**Exercise description:**
Using the entries that follow, write out the line containing "pub type Result<T>", the line containing "fn deserialize(buf: &mut Cursor<'_>) -> Result<Self>;", and every line between them, exactly and nothing else.

* * *

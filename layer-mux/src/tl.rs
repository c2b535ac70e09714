//! Minimal TL binary codec used for the few calls the core issues itself.
//!
//! Encoding follows the [MTProto Binary Serialization] rules. Application
//! payloads never pass through here; they stay opaque byte buffers.
//!
//! [MTProto Binary Serialization]: https://core.telegram.org/mtproto/serialize

use std::fmt;

// ─── Error ───────────────────────────────────────────────────────────────────

/// Errors that can occur while decoding.
#[derive(Clone, Debug, PartialEq)]
pub enum Error {
    /// Ran out of bytes before the value was fully read.
    UnexpectedEof,
    /// Read a constructor id that doesn't belong to the expected type.
    UnexpectedConstructor { id: u32 },
}

impl fmt::Display for Error {
    fn fmt(&self, f: &mut fmt::Formatter<'_>) -> fmt::Result {
        match self {
            Self::UnexpectedEof => write!(f, "unexpected end of buffer"),
            Self::UnexpectedConstructor { id } => {
                write!(f, "unexpected constructor id: {id:#010x}")
            }
        }
    }
}

impl std::error::Error for Error {}

/// Specialized `Result` for decoding.
pub type Result<T> = std::result::Result<T, Error>;

// ─── Cursor ──────────────────────────────────────────────────────────────────

/// Read position over a borrowed byte slice.
pub struct Cursor<'a> {
    buf: &'a [u8],
    pos: usize,
}

impl<'a> Cursor<'a> {
    pub fn from_slice(buf: &'a [u8]) -> Self {
        Self { buf, pos: 0 }
    }

    pub fn remaining(&self) -> usize { self.buf.len() - self.pos }

    pub fn read_exact(&mut self, out: &mut [u8]) -> Result<()> {
        let end = self.pos + out.len();
        if end > self.buf.len() {
            return Err(Error::UnexpectedEof);
        }
        out.copy_from_slice(&self.buf[self.pos..end]);
        self.pos = end;
        Ok(())
    }

    fn take(&mut self, n: usize) -> Result<&'a [u8]> {
        let end = self.pos + n;
        if end > self.buf.len() {
            return Err(Error::UnexpectedEof);
        }
        let s = &self.buf[self.pos..end];
        self.pos = end;
        Ok(s)
    }

    /// Everything not yet consumed.
    pub fn rest(&mut self) -> &'a [u8] {
        let s = &self.buf[self.pos..];
        self.pos = self.buf.len();
        s
    }
}

// ─── Traits ──────────────────────────────────────────────────────────────────

/// Serialize `self` into TL binary format.
pub trait Serializable {
    fn serialize(&self, buf: &mut Vec<u8>);

    fn to_bytes(&self) -> Vec<u8> {
        let mut v = Vec::new();
        self.serialize(&mut v);
        v
    }
}

/// Deserialize a value from TL binary format.
pub trait Deserializable: Sized {
    fn deserialize(buf: &mut Cursor<'_>) -> Result<Self>;

    fn from_bytes(bytes: &[u8]) -> Result<Self> {
        Self::deserialize(&mut Cursor::from_slice(bytes))
    }
}

/// A function that can be sent as an RPC call; `Return` is what comes back.
pub trait RemoteCall: Serializable {
    type Return: Deserializable;
}

/// Every boxed type starts with a 32-bit constructor id.
pub trait Identifiable {
    const CONSTRUCTOR_ID: u32;
}

/// Peek at the leading constructor id of a reply without consuming it.
pub fn peek_constructor(bytes: &[u8]) -> Option<u32> {
    let head: [u8; 4] = bytes.get(..4)?.try_into().ok()?;
    Some(u32::from_le_bytes(head))
}

// ─── Primitives ──────────────────────────────────────────────────────────────

const ID_BOOL_TRUE:  u32 = 0x997275b5;
const ID_BOOL_FALSE: u32 = 0xbc799737;
const ID_VECTOR:     u32 = 0x1cb5c415;

impl Serializable for bool {
    fn serialize(&self, buf: &mut Vec<u8>) {
        (if *self { ID_BOOL_TRUE } else { ID_BOOL_FALSE }).serialize(buf);
    }
}

impl Deserializable for bool {
    fn deserialize(buf: &mut Cursor<'_>) -> Result<Self> {
        match u32::deserialize(buf)? {
            ID_BOOL_TRUE => Ok(true),
            ID_BOOL_FALSE => Ok(false),
            id => Err(Error::UnexpectedConstructor { id }),
        }
    }
}

macro_rules! le_number {
    ($($ty:ty),*) => {$(
        impl Serializable for $ty {
            fn serialize(&self, buf: &mut Vec<u8>) {
                buf.extend_from_slice(&self.to_le_bytes());
            }
        }

        impl Deserializable for $ty {
            fn deserialize(buf: &mut Cursor<'_>) -> Result<Self> {
                let mut b = [0u8; std::mem::size_of::<$ty>()];
                buf.read_exact(&mut b)?;
                Ok(<$ty>::from_le_bytes(b))
            }
        }
    )*};
}

le_number!(i32, u32, i64);

/// TL `bytes`: 1- or 4-byte length header, data, zero padding to 4 bytes.
impl Serializable for [u8] {
    fn serialize(&self, buf: &mut Vec<u8>) {
        let len = self.len();
        let header = if len <= 253 {
            buf.push(len as u8);
            1
        } else {
            buf.extend_from_slice(&[0xfe, len as u8, (len >> 8) as u8, (len >> 16) as u8]);
            4
        };
        buf.extend_from_slice(self);
        let padding = (4 - (header + len) % 4) % 4;
        buf.extend(std::iter::repeat_n(0u8, padding));
    }
}

impl Serializable for Vec<u8> {
    fn serialize(&self, buf: &mut Vec<u8>) { self.as_slice().serialize(buf) }
}

impl Deserializable for Vec<u8> {
    fn deserialize(buf: &mut Cursor<'_>) -> Result<Self> {
        let first = buf.take(1)?[0];
        let (len, header) = if first <= 253 {
            (first as usize, 1)
        } else {
            let b = buf.take(3)?;
            (b[0] as usize | (b[1] as usize) << 8 | (b[2] as usize) << 16, 4)
        };
        let data = buf.take(len)?.to_vec();
        buf.take((4 - (header + len) % 4) % 4)?;
        Ok(data)
    }
}

impl Serializable for String {
    fn serialize(&self, buf: &mut Vec<u8>) { self.as_bytes().serialize(buf) }
}

impl Deserializable for String {
    fn deserialize(buf: &mut Cursor<'_>) -> Result<Self> {
        Vec::<u8>::deserialize(buf).map(|b| String::from_utf8_lossy(&b).into_owned())
    }
}

/// Boxed `Vector<T>`, prefixed with `0x1cb5c415`.
pub fn serialize_vec<T: Serializable>(items: &[T], buf: &mut Vec<u8>) {
    ID_VECTOR.serialize(buf);
    (items.len() as i32).serialize(buf);
    for item in items { item.serialize(buf); }
}

impl<T: Deserializable> Deserializable for Vec<T> {
    fn deserialize(buf: &mut Cursor<'_>) -> Result<Self> {
        let id = u32::deserialize(buf)?;
        if id != ID_VECTOR {
            return Err(Error::UnexpectedConstructor { id });
        }
        let len = i32::deserialize(buf)?.max(0) as usize;
        (0..len).map(|_| T::deserialize(buf)).collect()
    }
}

/// Any reply, kept as raw bytes. Used for calls whose result the core ignores.
#[derive(Clone, Debug, Default, PartialEq)]
pub struct Blob(pub Vec<u8>);

impl Deserializable for Blob {
    fn deserialize(buf: &mut Cursor<'_>) -> Result<Self> {
        Ok(Self(buf.rest().to_vec()))
    }
}
//! Per-DC `AuthKey`, the long-lived 256-byte secret.
//!
//! Keys are always handled as [`AuthKeyPtr`] (`Arc<AuthKey>`). A key is held
//! jointly by its [`crate::Dcenter`] and by the instance's write-back cache;
//! it lives as long as the longer-lived of the two. Never keep a handle
//! around expecting it to stay current; re-fetch it through the `Dcenter`.

use std::fmt;
use std::sync::Arc;

use sha1::{Digest, Sha1};

use crate::dc::DcId;

/// Shared handle to an [`AuthKey`].
pub type AuthKeyPtr = Arc<AuthKey>;

/// An authorization key bound to one physical DC.
#[derive(Clone)]
pub struct AuthKey {
    dc_id:  DcId,
    data:   [u8; 256],
    key_id: u64,
}

impl AuthKey {
    /// Wrap raw 256-byte key material for `dc_id`.
    pub fn from_bytes(dc_id: DcId, data: [u8; 256]) -> Self {
        let sha = Sha1::digest(data);
        let mut id = [0u8; 8];
        id.copy_from_slice(&sha[12..20]);
        Self { dc_id, data, key_id: u64::from_le_bytes(id) }
    }

    /// Physical DC this key was negotiated with.
    pub fn dc_id(&self) -> DcId { self.dc_id }

    /// The 64-bit key identifier (SHA-1(key)[12..20], little-endian).
    pub fn key_id(&self) -> u64 { self.key_id }

    /// Raw key material, for persistence.
    pub fn to_bytes(&self) -> [u8; 256] { self.data }
}

impl fmt::Debug for AuthKey {
    fn fmt(&self, f: &mut fmt::Formatter<'_>) -> fmt::Result {
        write!(f, "AuthKey(dc={}, id={:#018x})", self.dc_id, self.key_id)
    }
}

impl PartialEq for AuthKey {
    fn eq(&self, other: &Self) -> bool {
        self.dc_id == other.dc_id && self.key_id == other.key_id
    }
}

impl Eq for AuthKey {}

#[cfg(test)]
mod tests {
    use super::*;

    #[test]
    fn key_id_is_stable_and_data_sensitive() {
        let a = AuthKey::from_bytes(2, [7u8; 256]);
        let b = AuthKey::from_bytes(2, [7u8; 256]);
        let c = AuthKey::from_bytes(2, [8u8; 256]);
        assert_eq!(a.key_id(), b.key_id());
        assert_ne!(a.key_id(), c.key_id());
        assert_eq!(a, b);
    }

    #[test]
    fn debug_never_prints_material() {
        let key = AuthKey::from_bytes(4, [0xAB; 256]);
        let shown = format!("{key:?}");
        assert!(shown.starts_with("AuthKey(dc=4"));
        assert!(!shown.contains("171,"));
    }
}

* * *

**Response below:**
pub type Result<T> = std::result::Result<T, Error>;

// ─── Cursor ──────────────────────────────────────────────────────────────────

/// Read position over a borrowed byte slice.
pub struct Cursor<'a> {
    buf: &'a [u8],
    pos: usize,
}

impl<'a> Cursor<'a> {
    pub fn from_slice(buf: &'a [u8]) -> Self {
        Self { buf, pos: 0 }
    }

    pub fn remaining(&self) -> usize { self.buf.len() - self.pos }

    pub fn read_exact(&mut self, out: &mut [u8]) -> Result<()> {
        let end = self.pos + out.len();
        if end > self.buf.len() {
            return Err(Error::UnexpectedEof);
        }
        out.copy_from_slice(&self.buf[self.pos..end]);
        self.pos = end;
        Ok(())
    }

    fn take(&mut self, n: usize) -> Result<&'a [u8]> {
        let end = self.pos + n;
        if end > self.buf.len() {
            return Err(Error::UnexpectedEof);
        }
        let s = &self.buf[self.pos..end];
        self.pos = end;
        Ok(s)
    }

    /// Everything not yet consumed.
    pub fn rest(&mut self) -> &'a [u8] {
        let s = &self.buf[self.pos..];
        self.pos = self.buf.len();
        s
    }
}

// ─── Traits ──────────────────────────────────────────────────────────────────

/// Serialize `self` into TL binary format.
pub trait Serializable {
    fn serialize(&self, buf: &mut Vec<u8>);

    fn to_bytes(&self) -> Vec<u8> {
        let mut v = Vec::new();
        self.serialize(&mut v);
        v
    }
}

/// Deserialize a value from TL binary format.
pub trait Deserializable: Sized {
    fn deserialize(buf: &mut Cursor<'_>) -> Result<Self>;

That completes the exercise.